Full History - 2013 - 07 - 17 - ID#1igu2c
10
How do I help my visually impaired (etc.) son connect socially? (self.Blind)
submitted by BitterDoGooder
My son had cancer when he was 2. Tumor left him visually impaired - significantly so although he's developed an incredible amount of functional vision. Chemotherapy caused a stroke that has left him with r side hemiplegia and developmentally disabled. At some point he lost a lot of hearing too, no one knows why. He has cool, modern hearing aids but won't wear them.

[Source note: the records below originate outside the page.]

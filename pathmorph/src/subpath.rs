//! One contiguous, optionally closed run of segments.

use crate::geometry::polygon;
use crate::model::{Point, Segment, SegmentKind};

/// An ordered run of drawable segments starting at `start`.
///
/// Segments never contain `Move` or `Close`. A closed subpath always ends
/// exactly at `start`. Closedness is settled when the subpath is built and
/// carried by every derived subpath.
#[derive(Clone, Debug, PartialEq)]
pub struct Subpath {
    pub(crate) start: Point,
    pub(crate) segments: Vec<Segment>,
    pub(crate) closed: bool,
}

impl Subpath {
    /// Build a subpath, dropping `Move`/`Close` entries.
    ///
    /// The subpath is closed when `closed` is set, `segments` contained a
    /// `Close`, or the last segment lands back on `start`. A closing line back
    /// to `start` is appended when a closed subpath does not already end there.
    pub fn new(start: Point, segments: impl IntoIterator<Item = Segment>, closed: bool) -> Self {
        let mut closed = closed;
        let mut kept = Vec::new();
        for seg in segments {
            match seg {
                Segment::Close => closed = true,
                Segment::Move { .. } => {}
                other => kept.push(other),
            }
        }
        if closed {
            if let Some(last) = kept.last().and_then(Segment::end_point) {
                if last != start {
                    kept.push(Segment::line_to(start));
                }
            }
        }
        let closed = closed || kept.last().and_then(Segment::end_point) == Some(start);
        Self {
            start,
            segments: kept,
            closed,
        }
    }

    pub fn open(start: Point, segments: impl IntoIterator<Item = Segment>) -> Self {
        Self::new(start, segments, false)
    }

    pub fn closed(start: Point, segments: impl IntoIterator<Item = Segment>) -> Self {
        Self::new(start, segments, true)
    }

    /// Closed polygon through `points`, starting at the first one.
    pub fn polygon(points: &[Point]) -> Self {
        match points.split_first() {
            Some((&first, rest)) => {
                Self::closed(first, rest.iter().map(|&p| Segment::line_to(p)))
            }
            None => Self::closed(Point::ZERO, Vec::<Segment>::new()),
        }
    }

    pub fn start(&self) -> Point {
        self.start
    }

    pub fn segments(&self) -> &[Segment] {
        &self.segments
    }

    pub fn len(&self) -> usize {
        self.segments.len()
    }

    pub fn is_empty(&self) -> bool {
        self.segments.is_empty()
    }

    pub fn has_segments(&self) -> bool {
        !self.segments.is_empty()
    }

    pub fn is_closed(&self) -> bool {
        self.closed
    }

    pub fn end_point(&self) -> Point {
        if self.is_closed() {
            return self.start;
        }
        self.segments
            .last()
            .and_then(Segment::end_point)
            .unwrap_or(self.start)
    }

    /// Terminal point of every segment, in order.
    pub fn vertices(&self) -> impl Iterator<Item = Point> + '_ {
        self.segments.iter().filter_map(Segment::end_point)
    }

    pub fn kinds(&self) -> impl Iterator<Item = SegmentKind> + '_ {
        self.segments.iter().map(Segment::kind)
    }

    /// Same segment count and the same segment kinds in order. Closedness
    /// is not part of the structure: an open run can morph into a loop.
    pub fn same_structure(&self, other: &Subpath) -> bool {
        self.len() == other.len() && self.kinds().eq(other.kinds())
    }

    /// Segments paired with the point each one is drawn from.
    pub fn segments_with_start(&self) -> impl Iterator<Item = (Point, &Segment)> + '_ {
        let mut current = self.start;
        self.segments.iter().map(move |seg| {
            let from = current;
            if let Some(p) = seg.end_point() {
                current = p;
            }
            (from, seg)
        })
    }

    /// Every segment re-expressed as a cubic curve.
    pub fn standardized(&self) -> Subpath {
        let segments = self
            .segments_with_start()
            .map(|(from, seg)| seg.to_cubic(from))
            .collect();
        Subpath {
            start: self.start,
            segments,
            closed: self.closed,
        }
    }

    pub fn is_standardized(&self) -> bool {
        self.kinds().all(|k| k == SegmentKind::Cubic)
    }

    /// Area-weighted center of the polygon through the start point and every
    /// segment's terminal point. `None` when that polygon has no area.
    pub fn centroid(&self) -> Option<Point> {
        let mut points = Vec::with_capacity(self.segments.len() + 2);
        points.push(self.start);
        points.extend(self.vertices());
        if self.is_closed() {
            points.push(self.end_point());
        }
        polygon::centroid(&points)
    }

    /// Sum of the straight distances between the vertices at `from` and `to`.
    ///
    /// Vertex 0 is the start point, vertex `i` the end of segment `i - 1`.
    pub fn chord_distance(&self, from: usize, to: usize) -> f64 {
        let to = to.min(self.segments.len());
        if from >= to {
            return 0.0;
        }
        let mut current = match from {
            0 => self.start,
            i => self.segments[i - 1].end_point().unwrap_or(self.start),
        };
        let mut total = 0.0;
        for p in self.segments[from..to].iter().filter_map(Segment::end_point) {
            total += current.distance_to(p);
            current = p;
        }
        total
    }

    /// Command stream: a move to the start, the segments, and a close when closed.
    pub fn commands(&self) -> Vec<Segment> {
        let mut out = Vec::with_capacity(self.segments.len() + 2);
        out.push(Segment::move_to(self.start));
        out.extend_from_slice(&self.segments);
        if self.is_closed() {
            out.push(Segment::Close);
        }
        out
    }

    /// Per-point interpolation toward a subpath of the same structure. The
    /// result is closed only when both inputs are.
    pub fn lerp(&self, other: &Subpath, t: f64) -> Option<Subpath> {
        if !self.same_structure(other) {
            return None;
        }
        let segments = self
            .segments
            .iter()
            .zip(&other.segments)
            .map(|(a, b)| a.lerp(b, t))
            .collect::<Option<Vec<_>>>()?;
        Some(Subpath {
            start: self.start.lerp(other.start, t),
            segments,
            closed: self.closed && other.closed,
        })
    }
}
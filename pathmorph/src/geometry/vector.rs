//! Point and vector algebra.
//!
//! Points are positions, vectors are displacements. Subtracting two points
//! yields a vector; adding a vector to a point yields a point.

use std::ops::{Add, AddAssign, Div, Mul, Neg, Sub};

use crate::model::{Point, Vector};

impl Point {
    /// Vector from `start` to `self`.
    #[inline]
    pub fn vector_from(self, start: Point) -> Vector {
        Vector::between(start, self)
    }

    /// Point at factor `k` on the way from `self` to `other`. `k` is not
    /// clamped; `k = 0` and `k = 1` return the end points exactly.
    #[inline]
    pub fn lerp(self, other: Point, k: f64) -> Point {
        let j = 1.0 - k;
        Point::new(self.x * j + other.x * k, self.y * j + other.y * k)
    }

    #[inline]
    pub fn distance_to(self, other: Point) -> f64 {
        (other - self).length()
    }

    #[inline]
    pub fn to_vector(self) -> Vector {
        Vector::new(self.x, self.y)
    }

    #[inline]
    pub fn is_finite(self) -> bool {
        self.x.is_finite() && self.y.is_finite()
    }
}

impl Vector {
    #[inline]
    pub fn between(start: Point, end: Point) -> Vector {
        Vector::new(end.x - start.x, end.y - start.y)
    }

    #[inline]
    pub fn dot(self, other: Vector) -> f64 {
        self.dx * other.dx + self.dy * other.dy
    }

    /// Magnitude of the vector.
    #[inline]
    pub fn length(self) -> f64 {
        (self.dx * self.dx + self.dy * self.dy).sqrt()
    }

    /// Unit vector with the same direction, or zero for a zero-length vector.
    pub fn unit(self) -> Vector {
        let len = self.length();
        if len > 0.0 {
            self / len
        } else {
            Vector::ZERO
        }
    }

    /// Perpendicular vector, rotated a quarter turn clockwise in y-up space.
    #[inline]
    pub fn normal(self) -> Vector {
        Vector::new(self.dy, -self.dx)
    }

    /// Unsigned angle to `other` in radians. Zero when either vector has no length.
    pub fn angle_to(self, other: Vector) -> f64 {
        let denom = self.length() * other.length();
        if denom == 0.0 {
            return 0.0;
        }
        (self.dot(other) / denom).clamp(-1.0, 1.0).acos()
    }

    #[inline]
    pub fn to_point(self) -> Point {
        Point::new(self.dx, self.dy)
    }
}

impl Add<Vector> for Point {
    type Output = Point;
    #[inline]
    fn add(self, rhs: Vector) -> Point {
        Point::new(self.x + rhs.dx, self.y + rhs.dy)
    }
}

impl AddAssign<Vector> for Point {
    #[inline]
    fn add_assign(&mut self, rhs: Vector) {
        self.x += rhs.dx;
        self.y += rhs.dy;
    }
}

impl Sub<Vector> for Point {
    type Output = Point;
    #[inline]
    fn sub(self, rhs: Vector) -> Point {
        Point::new(self.x - rhs.dx, self.y - rhs.dy)
    }
}

impl Sub<Point> for Point {
    type Output = Vector;
    #[inline]
    fn sub(self, rhs: Point) -> Vector {
        Vector::between(rhs, self)
    }
}

impl Add for Vector {
    type Output = Vector;
    #[inline]
    fn add(self, rhs: Vector) -> Vector {
        Vector::new(self.dx + rhs.dx, self.dy + rhs.dy)
    }
}

impl Sub for Vector {
    type Output = Vector;
    #[inline]
    fn sub(self, rhs: Vector) -> Vector {
        Vector::new(self.dx - rhs.dx, self.dy - rhs.dy)
    }
}

impl Mul<f64> for Vector {
    type Output = Vector;
    #[inline]
    fn mul(self, rhs: f64) -> Vector {
        Vector::new(self.dx * rhs, self.dy * rhs)
    }
}

impl Div<f64> for Vector {
    type Output = Vector;
    #[inline]
    fn div(self, rhs: f64) -> Vector {
        Vector::new(self.dx / rhs, self.dy / rhs)
    }
}

impl Neg for Vector {
    type Output = Vector;
    #[inline]
    fn neg(self) -> Vector {
        Vector::new(-self.dx, -self.dy)
    }
}

#[cfg(test)]
mod tests {
    use super::*;

    #[test]
    fn test_point_vector_arithmetic() {
        let a = Point::new(1.0, 2.0);
        let b = Point::new(4.0, 6.0);
        let v = b - a;
        assert_eq!(v, Vector::new(3.0, 4.0));
        assert_eq!(v.length(), 5.0);
        assert_eq!(a + v, b);
        assert_eq!(b - v, a);
        assert_eq!(-v, Vector::new(-3.0, -4.0));
        assert_eq!(v * 2.0 - v, v);
        assert!(((v / 5.0).length() - 1.0).abs() < 1e-12);
    }

    #[test]
    fn test_lerp_is_unclamped() {
        let a = Point::new(0.0, 0.0);
        let b = Point::new(10.0, 0.0);
        assert_eq!(a.lerp(b, 0.25), Point::new(2.5, 0.0));
        assert_eq!(a.lerp(b, 1.5), Point::new(15.0, 0.0));
        assert_eq!(a.lerp(b, -0.5), Point::new(-5.0, 0.0));
    }

    #[test]
    fn test_unit_and_normal() {
        let v = Vector::new(0.0, 3.0);
        assert_eq!(v.unit(), Vector::new(0.0, 1.0));
        assert_eq!(Vector::ZERO.unit(), Vector::ZERO);
        assert_eq!(v.normal(), Vector::new(3.0, 0.0));
        assert_eq!(v.normal().dot(v), 0.0);
    }

    #[test]
    fn test_angle_to() {
        let x = Vector::new(1.0, 0.0);
        let y = Vector::new(0.0, 2.0);
        assert!((x.angle_to(y) - std::f64::consts::FRAC_PI_2).abs() < 1e-12);
        assert!((x.angle_to(-x) - std::f64::consts::PI).abs() < 1e-12);
        assert_eq!(x.angle_to(Vector::ZERO), 0.0);
        // Nearly parallel vectors must not produce NaN from acos rounding.
        let a = Vector::new(1.0, 1e-9);
        assert!(!x.angle_to(a).is_nan());
    }
}
//! Per-segment geometry: splitting, translation and promotion to cubic form.

use crate::geometry::bezier::Bezier;
use crate::model::{Point, Segment, SegmentKind, Vector};

impl Segment {
    pub fn move_to(to: Point) -> Self {
        Segment::Move { to }
    }

    pub fn line_to(to: Point) -> Self {
        Segment::Line { to }
    }

    pub fn quad_to(to: Point, control: Point) -> Self {
        Segment::QuadCurve { to, control }
    }

    pub fn curve_to(to: Point, control1: Point, control2: Point) -> Self {
        Segment::CubicCurve {
            to,
            control1,
            control2,
        }
    }

    pub fn kind(&self) -> SegmentKind {
        match self {
            Segment::Move { .. } => SegmentKind::Move,
            Segment::Line { .. } => SegmentKind::Line,
            Segment::QuadCurve { .. } => SegmentKind::Quad,
            Segment::CubicCurve { .. } => SegmentKind::Cubic,
            Segment::Close => SegmentKind::Close,
        }
    }

    /// Terminal point. `None` for `Close`.
    pub fn end_point(&self) -> Option<Point> {
        match *self {
            Segment::Move { to }
            | Segment::Line { to }
            | Segment::QuadCurve { to, .. }
            | Segment::CubicCurve { to, .. } => Some(to),
            Segment::Close => None,
        }
    }

    /// Control points in drawing order, without the terminal point.
    pub fn control_points(&self) -> Vec<Point> {
        match *self {
            Segment::QuadCurve { control, .. } => vec![control],
            Segment::CubicCurve {
                control1, control2, ..
            } => vec![control1, control2],
            _ => Vec::new(),
        }
    }

    /// Lines and curves can be split; moves and closes are structural.
    pub fn is_splittable(&self) -> bool {
        matches!(
            self,
            Segment::Line { .. } | Segment::QuadCurve { .. } | Segment::CubicCurve { .. }
        )
    }

    /// Control polygon `[current] + controls + [terminal]` of a splittable segment.
    pub fn bezier(&self, current: Point) -> Option<Bezier> {
        if !self.is_splittable() {
            return None;
        }
        let to = self.end_point()?;
        let mut points = Vec::with_capacity(4);
        points.push(current);
        points.extend(self.control_points());
        points.push(to);
        Some(Bezier::new(points))
    }

    pub fn translated(&self, by: Vector) -> Segment {
        self.map_points(|p| p + by)
    }

    /// Split the segment drawn from `current` at `factors`.
    ///
    /// Every piece keeps the segment's variant: a line splits into lines, a
    /// quadratic into quadratics. Moves and closes come back unchanged.
    pub fn split_at_factors(&self, current: Point, factors: &[f64]) -> Vec<Segment> {
        let Some(curve) = self.bezier(current) else {
            return vec![*self];
        };
        curve
            .split_at_factors(factors)
            .iter()
            .filter_map(|piece| self.with_polygon(&piece.points))
            .collect()
    }

    /// Re-express a line or quadratic drawn from `current` as a cubic.
    pub fn to_cubic(&self, current: Point) -> Segment {
        match *self {
            Segment::Line { to } => Segment::curve_to(
                to,
                current.lerp(to, 1.0 / 3.0),
                current.lerp(to, 2.0 / 3.0),
            ),
            Segment::QuadCurve { to, control } => {
                Segment::curve_to(to, current.lerp(control, 0.5), control.lerp(to, 0.5))
            }
            other => other,
        }
    }

    /// Per-point linear interpolation toward a segment of the same kind.
    pub fn lerp(&self, other: &Segment, t: f64) -> Option<Segment> {
        use Segment::*;
        let mixed = match (*self, *other) {
            (Move { to: a }, Move { to: b }) => Move { to: a.lerp(b, t) },
            (Line { to: a }, Line { to: b }) => Line { to: a.lerp(b, t) },
            (
                QuadCurve { to: a, control: ca },
                QuadCurve { to: b, control: cb },
            ) => QuadCurve {
                to: a.lerp(b, t),
                control: ca.lerp(cb, t),
            },
            (
                CubicCurve {
                    to: a,
                    control1: a1,
                    control2: a2,
                },
                CubicCurve {
                    to: b,
                    control1: b1,
                    control2: b2,
                },
            ) => CubicCurve {
                to: a.lerp(b, t),
                control1: a1.lerp(b1, t),
                control2: a2.lerp(b2, t),
            },
            (Close, Close) => Close,
            _ => return None,
        };
        Some(mixed)
    }

    fn map_points(&self, f: impl Fn(Point) -> Point) -> Segment {
        match *self {
            Segment::Move { to } => Segment::Move { to: f(to) },
            Segment::Line { to } => Segment::Line { to: f(to) },
            Segment::QuadCurve { to, control } => Segment::QuadCurve {
                to: f(to),
                control: f(control),
            },
            Segment::CubicCurve {
                to,
                control1,
                control2,
            } => Segment::CubicCurve {
                to: f(to),
                control1: f(control1),
                control2: f(control2),
            },
            Segment::Close => Segment::Close,
        }
    }

    // Rebuild this variant from a control polygon whose first point is the
    // piece's start (dropped) and last point its terminal.
    fn with_polygon(&self, polygon: &[Point]) -> Option<Segment> {
        let (&to, rest) = polygon.split_last()?;
        let controls = rest.get(1..)?;
        match (self, controls) {
            (Segment::Line { .. }, []) => Some(Segment::line_to(to)),
            (Segment::QuadCurve { .. }, [c]) => Some(Segment::quad_to(to, *c)),
            (Segment::CubicCurve { .. }, [c1, c2]) => Some(Segment::curve_to(to, *c1, *c2)),
            _ => None,
        }
    }
}
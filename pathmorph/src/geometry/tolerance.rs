// Centralized tolerances and helpers for robust geometry

pub const EPS_LEN: f64 = 1e-12;           // zero-length vector threshold
pub const EPS_DENOM: f64 = 1e-12;         // denominator guard for ratios

// Default flattening tolerance for arc-length sampling (path units)
pub const DEFAULT_ARC_TOLERANCE: f64 = 1e-3;

// Adaptive subdivision cap
pub const MAX_SUBDIVISION_DEPTH: u32 = 16;

#[inline] pub fn clamp01(x: f64) -> f64 { x.clamp(0.0, 1.0) }
#[inline] pub fn approx_eq(a: f64, b: f64, eps: f64) -> bool { (a - b).abs() <= eps }

#[inline]
pub fn safe_div(num: f64, den: f64, fallback: f64) -> f64 {
    if den.abs() <= EPS_DENOM { fallback } else { num / den }
}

So now he's 18, healthy, 6 ft, 4 in. tall, rows crew, and super, super sweet. I think he's pretty cute. He's the strongest person I know, clever and funny. Middle and High School have been tough on him and he really doesn't have any friends. He's unconnected socially, except to me and his family, and our friends. He's got good connections with his teachers, and many other adults, but it's more about people taking an interest in him and breaking through his barriers, not about him trying, if you know what I mean.

Obviously I think he's got a lot to offer other people, but he's been rejected so often he has retreated (and the bad vision/hearing plus no hearing aids helps him live inside a private bubble).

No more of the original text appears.